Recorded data
_ _ _ _ _ _ _

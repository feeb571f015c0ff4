use std::time::Duration;

use async_trait::async_trait;
use log::debug;
use reqwest::{
    StatusCode,
    header::{ACCEPT, ACCEPT_LANGUAGE, CONNECTION, HeaderMap, HeaderValue, USER_AGENT},
};
use serde::de::DeserializeOwned;
use tokio::time::sleep;
use url::Url;

use crate::error::{DfError, DfResult};

pub const MAX_RETRIES: u32 = 3;
pub const INITIAL_BACKOFF: Duration = Duration::from_millis(500);

const BROWSER_USER_AGENT: &str = "Mozilla/5.0 (Windows NT 10.0; Win64; x64) AppleWebKit/537.36 (KHTML, like Gecko) Chrome/120.0 Safari/537.36";
const BROWSER_ACCEPT: &str = "application/json, text/javascript, */*; q=0.01";
const BROWSER_ACCEPT_LANGUAGE: &str = "en-US,en;q=0.9";

#[derive(Clone, Debug)]
pub struct HttpResponse {
    pub status: StatusCode,
    pub body: Vec<u8>,
}

/// The single network seam: everything upstream goes through one `get`.
#[async_trait]
pub trait HttpTransport: Send + Sync {
    async fn get(&self, url: &Url, headers: &HeaderMap) -> DfResult<HttpResponse>;
}

pub struct ReqwestTransport {
    client: reqwest::Client,
}

#[derive(Clone, Debug)]
pub struct RetryOptions {
    pub max_retries: u32,
    pub initial_backoff: Duration,
}

impl HttpResponse {
    pub fn new(status: StatusCode, body: impl Into<Vec<u8>>) -> Self {
        Self {
            status,
            body: body.into(),
        }
    }

    pub fn is_success(&self) -> bool {
        self.status.is_success()
    }

    pub fn json<T: DeserializeOwned>(&self) -> DfResult<T> {
        Ok(serde_json::from_slice(&self.body)?)
    }
}

impl ReqwestTransport {
    pub fn new() -> Self {
        Self {
            client: reqwest::Client::new(),
        }
    }
}

impl Default for ReqwestTransport {
    fn default() -> Self {
        Self::new()
    }
}

#[async_trait]
impl HttpTransport for ReqwestTransport {
    async fn get(&self, url: &Url, headers: &HeaderMap) -> DfResult<HttpResponse> {
        let response = self
            .client
            .get(url.clone())
            .headers(headers.clone())
            .send()
            .await?;

        let status = response.status();
        let body = response.bytes().await?.to_vec();

        Ok(HttpResponse { status, body })
    }
}

impl Default for RetryOptions {
    fn default() -> Self {
        Self {
            max_retries: MAX_RETRIES,
            initial_backoff: INITIAL_BACKOFF,
        }
    }
}

pub fn default_headers() -> HeaderMap {
    let mut headers = HeaderMap::new();
    headers.insert(USER_AGENT, HeaderValue::from_static(BROWSER_USER_AGENT));
    headers.insert(ACCEPT, HeaderValue::from_static(BROWSER_ACCEPT));
    headers.insert(
        ACCEPT_LANGUAGE,
        HeaderValue::from_static(BROWSER_ACCEPT_LANGUAGE),
    );
    headers.insert(CONNECTION, HeaderValue::from_static("keep-alive"));

    headers
}

/// Default headers first, then the caller's; a caller header replaces every default value of
/// the same name.
pub fn merge_headers(headers: &HeaderMap) -> HeaderMap {
    let mut merged = default_headers();

    for name in headers.keys() {
        merged.remove(name);
    }
    for (name, value) in headers {
        merged.append(name.clone(), value.clone());
    }

    merged
}

pub fn is_retryable_status(status: StatusCode) -> bool {
    status == StatusCode::TOO_MANY_REQUESTS || status.is_server_error()
}

/// Issues a GET, retrying rate-limited (429) and server-error (5xx) responses as well as
/// transport failures. Any other response, successful or not, is returned as-is.
///
/// The wait between attempts starts at `initial_backoff` and doubles each time. Once
/// `max_retries` extra attempts are spent the last remembered error is returned.
pub async fn request_with_retry(
    transport: &dyn HttpTransport,
    url: &Url,
    headers: &HeaderMap,
    options: &RetryOptions,
) -> DfResult<HttpResponse> {
    let headers = merge_headers(headers);
    let mut backoff = options.initial_backoff;
    let mut last_error: Option<DfError> = None;

    for attempt in 0..=options.max_retries {
        match transport.get(url, &headers).await {
            Ok(response) => {
                if !is_retryable_status(response.status) {
                    return Ok(response);
                }

                debug!("[HTTP Status Error] [{url}] {}", response.status);
                last_error = Some(DfError::http_status(response.status, url.as_str()));
            }
            Err(err) => {
                debug!("[HTTP Request Error] [{url}] {err}");
                last_error = Some(err);
            }
        }

        if attempt < options.max_retries {
            debug!(
                "Retry {}/{} for '{url}' in {}ms",
                attempt + 1,
                options.max_retries,
                backoff.as_millis()
            );
            sleep(backoff).await;
            backoff = backoff.saturating_mul(2);
        }
    }

    Err(last_error.unwrap_or_else(|| DfError::Invalid {
        code: "REQUEST_FAILED",
        message: format!("Request to '{url}' failed"),
    }))
}

pub fn join_url(base_url: &str, extend_url: &str) -> Result<Url, url::ParseError> {
    let mut url = Url::parse(base_url)?;

    url.path_segments_mut()
        .map_err(|_| url::ParseError::RelativeUrlWithCannotBeABaseBase)?
        .pop_if_empty()
        .extend(extend_url.split('/').filter(|s| !s.is_empty()));

    Ok(url)
}

#[cfg(test)]
pub(crate) mod tests {
    use std::{collections::VecDeque, sync::Mutex};

    use tokio::time::Instant;

    use super::*;

    pub(crate) enum Step {
        Status(u16, &'static str),
        Fail,
    }

    /// Replays a fixed list of outcomes and records when and how it was called.
    pub(crate) struct ScriptedTransport {
        steps: Mutex<VecDeque<Step>>,
        pub(crate) calls: Mutex<Vec<(Instant, String, HeaderMap)>>,
    }

    impl ScriptedTransport {
        pub(crate) fn new(steps: Vec<Step>) -> Self {
            Self {
                steps: Mutex::new(steps.into()),
                calls: Mutex::new(vec![]),
            }
        }

        pub(crate) fn call_count(&self) -> usize {
            self.calls.lock().unwrap().len()
        }

        fn gaps_ms(&self) -> Vec<u128> {
            let calls = self.calls.lock().unwrap();
            calls
                .windows(2)
                .map(|w| (w[1].0 - w[0].0).as_millis())
                .collect()
        }
    }

    #[async_trait]
    impl HttpTransport for ScriptedTransport {
        async fn get(&self, url: &Url, headers: &HeaderMap) -> DfResult<HttpResponse> {
            self.calls
                .lock()
                .unwrap()
                .push((Instant::now(), url.to_string(), headers.clone()));

            match self.steps.lock().unwrap().pop_front() {
                Some(Step::Status(code, body)) => Ok(HttpResponse::new(
                    StatusCode::from_u16(code).unwrap(),
                    body.as_bytes(),
                )),
                Some(Step::Fail) | None => Err(DfError::Invalid {
                    code: "CONNECTION_RESET",
                    message: "connection reset by peer".to_string(),
                }),
            }
        }
    }

    fn test_url() -> Url {
        Url::parse("https://query1.finance.yahoo.com/v7/finance/quote?symbols=SCHD").unwrap()
    }

    #[tokio::test(start_paused = true)]
    async fn test_retry_rate_limited_then_success() {
        let transport = ScriptedTransport::new(vec![
            Step::Status(429, ""),
            Step::Status(429, ""),
            Step::Status(200, "{}"),
        ]);

        let response = request_with_retry(
            &transport,
            &test_url(),
            &HeaderMap::new(),
            &RetryOptions::default(),
        )
        .await
        .unwrap();

        assert_eq!(response.status, StatusCode::OK);
        assert_eq!(transport.call_count(), 3);
        assert_eq!(transport.gaps_ms(), vec![500, 1000]);
    }

    #[tokio::test(start_paused = true)]
    async fn test_no_retry_on_client_error() {
        let transport = ScriptedTransport::new(vec![Step::Status(404, "not found")]);

        let response = request_with_retry(
            &transport,
            &test_url(),
            &HeaderMap::new(),
            &RetryOptions::default(),
        )
        .await
        .unwrap();

        assert_eq!(response.status, StatusCode::NOT_FOUND);
        assert!(!response.is_success());
        assert_eq!(transport.call_count(), 1);
    }

    #[tokio::test(start_paused = true)]
    async fn test_exhausted_retries_raise_last_error() {
        let transport = ScriptedTransport::new(vec![
            Step::Status(503, ""),
            Step::Status(500, ""),
            Step::Status(502, ""),
            Step::Status(503, ""),
        ]);

        let result = request_with_retry(
            &transport,
            &test_url(),
            &HeaderMap::new(),
            &RetryOptions::default(),
        )
        .await;

        match result {
            Err(DfError::HttpStatusError { status, .. }) => assert!(status.starts_with("503")),
            other => panic!("unexpected result: {other:?}"),
        }
        assert_eq!(transport.call_count(), 4);
        assert_eq!(transport.gaps_ms(), vec![500, 1000, 2000]);
    }

    #[tokio::test(start_paused = true)]
    async fn test_transport_failures_are_retried() {
        let transport =
            ScriptedTransport::new(vec![Step::Fail, Step::Fail, Step::Status(200, "{}")]);

        let response = request_with_retry(
            &transport,
            &test_url(),
            &HeaderMap::new(),
            &RetryOptions::default(),
        )
        .await
        .unwrap();

        assert!(response.is_success());
        assert_eq!(transport.call_count(), 3);
    }

    #[tokio::test(start_paused = true)]
    async fn test_transport_failure_is_last_error() {
        let transport = ScriptedTransport::new(vec![Step::Status(429, ""), Step::Fail]);
        let options = RetryOptions {
            max_retries: 1,
            initial_backoff: Duration::from_millis(100),
        };

        let result = request_with_retry(&transport, &test_url(), &HeaderMap::new(), &options).await;

        assert!(matches!(
            result,
            Err(DfError::Invalid {
                code: "CONNECTION_RESET",
                ..
            })
        ));
        assert_eq!(transport.gaps_ms(), vec![100]);
    }

    #[tokio::test(start_paused = true)]
    async fn test_zero_retries_issues_single_request() {
        let transport = ScriptedTransport::new(vec![Step::Status(500, ""), Step::Status(200, "")]);
        let options = RetryOptions {
            max_retries: 0,
            initial_backoff: INITIAL_BACKOFF,
        };

        let result = request_with_retry(&transport, &test_url(), &HeaderMap::new(), &options).await;

        assert!(result.is_err());
        assert_eq!(transport.call_count(), 1);
    }

    #[tokio::test(start_paused = true)]
    async fn test_caller_headers_override_defaults() {
        let transport = ScriptedTransport::new(vec![Step::Status(200, "{}")]);
        let mut headers = HeaderMap::new();
        headers.insert(USER_AGENT, HeaderValue::from_static("divfeed-test"));

        request_with_retry(&transport, &test_url(), &headers, &RetryOptions::default())
            .await
            .unwrap();

        let calls = transport.calls.lock().unwrap();
        let sent = &calls[0].2;
        assert_eq!(sent.get_all(USER_AGENT).iter().count(), 1);
        assert_eq!(sent.get(USER_AGENT).unwrap(), "divfeed-test");
        assert_eq!(sent.get(ACCEPT).unwrap(), BROWSER_ACCEPT);
        assert_eq!(sent.get(CONNECTION).unwrap(), "keep-alive");
    }

    #[test]
    fn test_is_retryable_status() {
        assert!(is_retryable_status(StatusCode::TOO_MANY_REQUESTS));
        assert!(is_retryable_status(StatusCode::INTERNAL_SERVER_ERROR));
        assert!(is_retryable_status(StatusCode::GATEWAY_TIMEOUT));
        assert!(!is_retryable_status(StatusCode::NOT_FOUND));
        assert!(!is_retryable_status(StatusCode::REQUEST_TIMEOUT));
        assert!(!is_retryable_status(StatusCode::OK));
    }

    #[test]
    fn test_response_json() {
        let response = HttpResponse::new(StatusCode::OK, r#"{"price":12.5}"#.as_bytes());
        let value: serde_json::Value = response.json().unwrap();
        assert_eq!(value["price"].as_f64(), Some(12.5));

        let broken = HttpResponse::new(StatusCode::OK, "<html>".as_bytes());
        assert!(broken.json::<serde_json::Value>().is_err());
    }

    #[test]
    fn test_join_url() {
        assert_eq!(
            join_url("https://query1.finance.yahoo.com/", "/v7/finance/quote")
                .unwrap()
                .as_str(),
            "https://query1.finance.yahoo.com/v7/finance/quote"
        );
        assert_eq!(
            join_url("http://127.0.0.1:8000", "v8/finance/chart")
                .unwrap()
                .as_str(),
            "http://127.0.0.1:8000/v8/finance/chart"
        );
    }
}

_ _ _ _ _ _ _

*PROBLEM DESCRIPTION:* Your answer should be exactly the lines of the data above, from the first through the line containing "impl HttpTransport for ReqwestTransport".

*SOLUTION TO THIS TASK:*
repository feeb571f015c0ff4
use std::time::Duration;

use async_trait::async_trait;
use log::debug;
use reqwest::{
    StatusCode,
    header::{ACCEPT, ACCEPT_LANGUAGE, CONNECTION, HeaderMap, HeaderValue, USER_AGENT},
};
use serde::de::DeserializeOwned;
use tokio::time::sleep;
use url::Url;

use crate::error::{DfError, DfResult};

pub const MAX_RETRIES: u32 = 3;
pub const INITIAL_BACKOFF: Duration = Duration::from_millis(500);

const BROWSER_USER_AGENT: &str = "Mozilla/5.0 (Windows NT 10.0; Win64; x64) AppleWebKit/537.36 (KHTML, like Gecko) Chrome/120.0 Safari/537.36";
const BROWSER_ACCEPT: &str = "application/json, text/javascript, */*; q=0.01";
const BROWSER_ACCEPT_LANGUAGE: &str = "en-US,en;q=0.9";

#[derive(Clone, Debug)]
pub struct HttpResponse {
    pub status: StatusCode,
    pub body: Vec<u8>,
}

/// The single network seam: everything upstream goes through one `get`.
#[async_trait]
pub trait HttpTransport: Send + Sync {
    async fn get(&self, url: &Url, headers: &HeaderMap) -> DfResult<HttpResponse>;
}

pub struct ReqwestTransport {
    client: reqwest::Client,
}

#[derive(Clone, Debug)]
pub struct RetryOptions {
    pub max_retries: u32,
    pub initial_backoff: Duration,
}

impl HttpResponse {
    pub fn new(status: StatusCode, body: impl Into<Vec<u8>>) -> Self {
        Self {
            status,
            body: body.into(),
        }
    }

    pub fn is_success(&self) -> bool {
        self.status.is_success()
    }

    pub fn json<T: DeserializeOwned>(&self) -> DfResult<T> {
        Ok(serde_json::from_slice(&self.body)?)
    }
}

impl ReqwestTransport {
    pub fn new() -> Self {
        Self {
            client: reqwest::Client::new(),
        }
    }
}

impl Default for ReqwestTransport {
    fn default() -> Self {
        Self::new()
    }
}

#[async_trait]
impl HttpTransport for ReqwestTransport {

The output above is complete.